### The task
Please copy the leading lines of the entries below exactly, concluding with the line in which "use std::time::Duration;" occurs.

____________________

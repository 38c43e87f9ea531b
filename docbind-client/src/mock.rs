//! An in-memory document store for testing.
//!
//! [`MemoryClient`] evaluates the write and read calls the mapper issues
//! (`create`, `update`, `replace`, `delete`, `get`) against a map of
//! resources held in memory. Ids are UUID v7 strings and timestamps are
//! strictly increasing per client.

use crate::client::RemoteClient;
use crate::config::ClientConfig;
use crate::error::{ClientError, ClientResult};
use async_trait::async_trait;
use docbind_query::Expr;
use docbind_types::{CLASS_KEY, Document, REF_KEY, Ref, TS_KEY, Timestamp, is_reserved_key};
use serde_json::Value;
use std::collections::BTreeMap;
use std::sync::Mutex;
use std::time::Duration;
use tracing::debug;
use uuid::Uuid;

#[derive(Default)]
struct Store {
    resources: BTreeMap<Ref, Document>,
    last_ts: Option<Timestamp>,
    issued: Vec<Expr>,
    fail_next: Option<ClientError>,
}

impl Store {
    fn next_ts(&mut self) -> Timestamp {
        let ts = match self.last_ts {
            Some(last) => last.next(),
            None => Timestamp::now(),
        };
        self.last_ts = Some(ts);
        ts
    }
}

/// An in-memory [`RemoteClient`].
pub struct MemoryClient {
    config: ClientConfig,
    store: Mutex<Store>,
}

impl MemoryClient {
    /// Creates an empty store with the default configuration.
    pub fn new() -> Self {
        Self::with_config(ClientConfig::default())
    }

    /// Creates an empty store with an explicit configuration.
    pub fn with_config(config: ClientConfig) -> Self {
        Self {
            config,
            store: Mutex::new(Store::default()),
        }
    }

    /// The configuration this client was built with.
    pub fn config(&self) -> &ClientConfig {
        &self.config
    }

    /// Every expression evaluated so far, oldest first.
    pub fn issued(&self) -> Vec<Expr> {
        self.lock().issued.clone()
    }

    /// Number of resources currently stored.
    pub fn len(&self) -> usize {
        self.lock().resources.len()
    }

    /// Whether the store holds no resources.
    pub fn is_empty(&self) -> bool {
        self.len() == 0
    }

    /// Returns the stored resource at `r` without recording a call.
    pub fn peek(&self, r: &Ref) -> Option<Value> {
        self.lock().resources.get(r).cloned().map(Value::Object)
    }

    /// Makes the next call fail with `error` instead of being evaluated.
    pub fn fail_next(&self, error: ClientError) {
        self.lock().fail_next = Some(error);
    }

    fn lock(&self) -> std::sync::MutexGuard<'_, Store> {
        self.store.lock().unwrap_or_else(|poisoned| poisoned.into_inner())
    }

    fn evaluate(&self, expr: &Expr) -> ClientResult<Value> {
        let mut store = self.lock();
        store.issued.push(expr.clone());
        if let Some(error) = store.fail_next.take() {
            debug!("memory client failing {} on request", expr);
            return Err(error);
        }

        let op = expr
            .operation()
            .ok_or_else(|| ClientError::BadRequest(format!("not a call: {expr}")))?;
        let target = expr
            .target()
            .ok_or_else(|| ClientError::BadRequest(format!("{op} expects a reference")))?;
        debug!("memory client evaluating {} on {}", op, target);

        match op {
            "create" => {
                let params = user_attributes(expr)?;
                let r = target.instance(Uuid::now_v7().to_string())?;
                let ts = store.next_ts();
                let mut resource = params;
                resource.insert(REF_KEY.to_string(), r.to_value());
                resource.insert(CLASS_KEY.to_string(), target.to_value());
                resource.insert(TS_KEY.to_string(), ts.into());
                store.resources.insert(r, resource.clone());
                Ok(Value::Object(resource))
            }
            "update" => {
                let params = user_attributes(expr)?;
                let ts = store.next_ts();
                let resource = store
                    .resources
                    .get_mut(&target)
                    .ok_or_else(|| ClientError::NotFound(target.to_string()))?;
                merge(resource, params);
                resource.insert(TS_KEY.to_string(), ts.into());
                Ok(Value::Object(resource.clone()))
            }
            "replace" => {
                let params = user_attributes(expr)?;
                let ts = store.next_ts();
                let resource = store
                    .resources
                    .get_mut(&target)
                    .ok_or_else(|| ClientError::NotFound(target.to_string()))?;
                resource.retain(|key, _| is_reserved_key(key));
                resource.extend(params.into_iter().filter(|(_, v)| !v.is_null()));
                resource.insert(TS_KEY.to_string(), ts.into());
                Ok(Value::Object(resource.clone()))
            }
            "delete" => store
                .resources
                .remove(&target)
                .map(Value::Object)
                .ok_or_else(|| ClientError::NotFound(target.to_string())),
            "get" => store
                .resources
                .get(&target)
                .cloned()
                .map(Value::Object)
                .ok_or_else(|| ClientError::NotFound(target.to_string())),
            other => Err(ClientError::BadRequest(format!(
                "memory client does not evaluate {other}"
            ))),
        }
    }
}

impl Default for MemoryClient {
    fn default() -> Self {
        Self::new()
    }
}

#[async_trait]
impl RemoteClient for MemoryClient {
    async fn query(&self, expr: &Expr) -> ClientResult<Value> {
        let timeout_ms = self.config.timeout_ms;
        let latency = Duration::from_millis(self.config.latency_ms);
        tokio::time::timeout(Duration::from_millis(timeout_ms), async {
            if !latency.is_zero() {
                tokio::time::sleep(latency).await;
            }
            self.evaluate(expr)
        })
        .await
        .map_err(|_| ClientError::Timeout { timeout_ms })?
    }
}

/// The call's params as a document, with server-managed attributes dropped.
fn user_attributes(expr: &Expr) -> ClientResult<Document> {
    match expr.params() {
        Some(Value::Object(mut params)) => {
            params.retain(|key, _| !is_reserved_key(key));
            Ok(params)
        }
        Some(other) => Err(ClientError::BadRequest(format!(
            "params must be an object, got {other}"
        ))),
        None => Ok(Document::new()),
    }
}

/// Deep-merges `patch` into `target`. Objects merge key by key, `null`
/// removes a key, anything else overwrites.
fn merge(target: &mut Document, patch: Document) {
    for (key, value) in patch {
        match value {
            Value::Null => {
                target.remove(&key);
            }
            Value::Object(inner) => match target.get_mut(&key) {
                Some(Value::Object(existing)) => merge(existing, inner),
                _ => {
                    let mut fresh = Document::new();
                    merge(&mut fresh, inner);
                    target.insert(key, Value::Object(fresh));
                }
            },
            other => {
                target.insert(key, other);
            }
        }
    }
}
//! Entity class declarations.

use crate::error::{ModelError, ModelResult};
use crate::field::{Field, FieldDescriptor};
use docbind_types::{Ref, is_reserved_key};
use std::collections::HashMap;
use std::sync::Arc;

/// Names no field may take: they are the identity reference and the
/// modification timestamp every persisted instance carries.
pub const RESERVED_FIELDS: [&str; 2] = ["ref", "ts"];

/// The declared shape of an entity class: its reference in the store and a
/// closed table of fields.
#[derive(Debug)]
pub struct EntityClass {
    name: String,
    class_ref: Ref,
    fields: Vec<FieldDescriptor>,
    by_name: HashMap<String, usize>,
}

impl EntityClass {
    /// Starts declaring the class stored as `classes/<name>`.
    pub fn builder(name: impl Into<String>) -> EntityClassBuilder {
        EntityClassBuilder {
            name: name.into(),
            fields: Vec::new(),
        }
    }

    /// The class name.
    pub fn name(&self) -> &str {
        &self.name
    }

    /// The class's own reference, which every instance carries as `class`.
    pub fn class_ref(&self) -> &Ref {
        &self.class_ref
    }

    /// The reference of the instance `id` of this class. Fails on an empty
    /// id or one containing `/`.
    pub fn instance_ref(&self, id: impl Into<String>) -> ModelResult<Ref> {
        self.class_ref
            .instance(id)
            .map_err(|e| ModelError::InvalidValue(e.to_string()))
    }

    /// Looks up a declared field.
    pub fn field(&self, name: &str) -> Option<&FieldDescriptor> {
        self.by_name.get(name).map(|&i| &self.fields[i])
    }

    /// Whether `name` is a declared field.
    pub fn has_field(&self, name: &str) -> bool {
        self.by_name.contains_key(name)
    }

    /// Declared fields in declaration order.
    pub fn fields(&self) -> impl Iterator<Item = &FieldDescriptor> {
        self.fields.iter()
    }
}

/// Collects field declarations; validation happens in [`build`](Self::build).
#[derive(Debug)]
pub struct EntityClassBuilder {
    name: String,
    fields: Vec<(String, Field)>,
}

impl EntityClassBuilder {
    /// Declares a field.
    pub fn field(mut self, name: impl Into<String>, field: Field) -> Self {
        self.fields.push((name.into(), field));
        self
    }

    /// Validates the declarations and freezes the class.
    pub fn build(self) -> ModelResult<Arc<EntityClass>> {
        if self.name.is_empty() || self.name.contains('/') {
            return Err(ModelError::InvalidValue(format!(
                "invalid class name {:?}",
                self.name
            )));
        }

        let mut fields = Vec::with_capacity(self.fields.len());
        let mut by_name = HashMap::with_capacity(self.fields.len());
        for (name, field) in self.fields {
            if name.is_empty() {
                return Err(ModelError::InvalidField("field name must not be empty".into()));
            }
            if RESERVED_FIELDS.contains(&name.as_str()) {
                return Err(ModelError::InvalidField(format!(
                    "{name} is reserved for the instance's server-assigned attributes"
                )));
            }
            if by_name.contains_key(&name) {
                return Err(ModelError::InvalidField(format!("{name} is declared twice")));
            }

            let descriptor = field.resolve(&name);
            if is_reserved_key(descriptor.path().root()) {
                return Err(ModelError::InvalidField(format!(
                    "{name} is stored at {}, inside a server-managed attribute",
                    descriptor.path()
                )));
            }

            by_name.insert(name, fields.len());
            fields.push(descriptor);
        }

        let class_ref =
            Ref::class_ref(&self.name).map_err(|e| ModelError::InvalidValue(e.to_string()))?;
        Ok(Arc::new(EntityClass {
            class_ref,
            name: self.name,
            fields,
            by_name,
        }))
    }
}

____________________

### Finished exercise
repository 38c43e87f9ea531b
filename docbind-client/src/mock.rs
//! An in-memory document store for testing.
//!
//! [`MemoryClient`] evaluates the write and read calls the mapper issues
//! (`create`, `update`, `replace`, `delete`, `get`) against a map of
//! resources held in memory. Ids are UUID v7 strings and timestamps are
//! strictly increasing per client.

use crate::client::RemoteClient;
use crate::config::ClientConfig;
use crate::error::{ClientError, ClientResult};
use async_trait::async_trait;
use docbind_query::Expr;
use docbind_types::{CLASS_KEY, Document, REF_KEY, Ref, TS_KEY, Timestamp, is_reserved_key};
use serde_json::Value;
use std::collections::BTreeMap;
use std::sync::Mutex;
use std::time::Duration;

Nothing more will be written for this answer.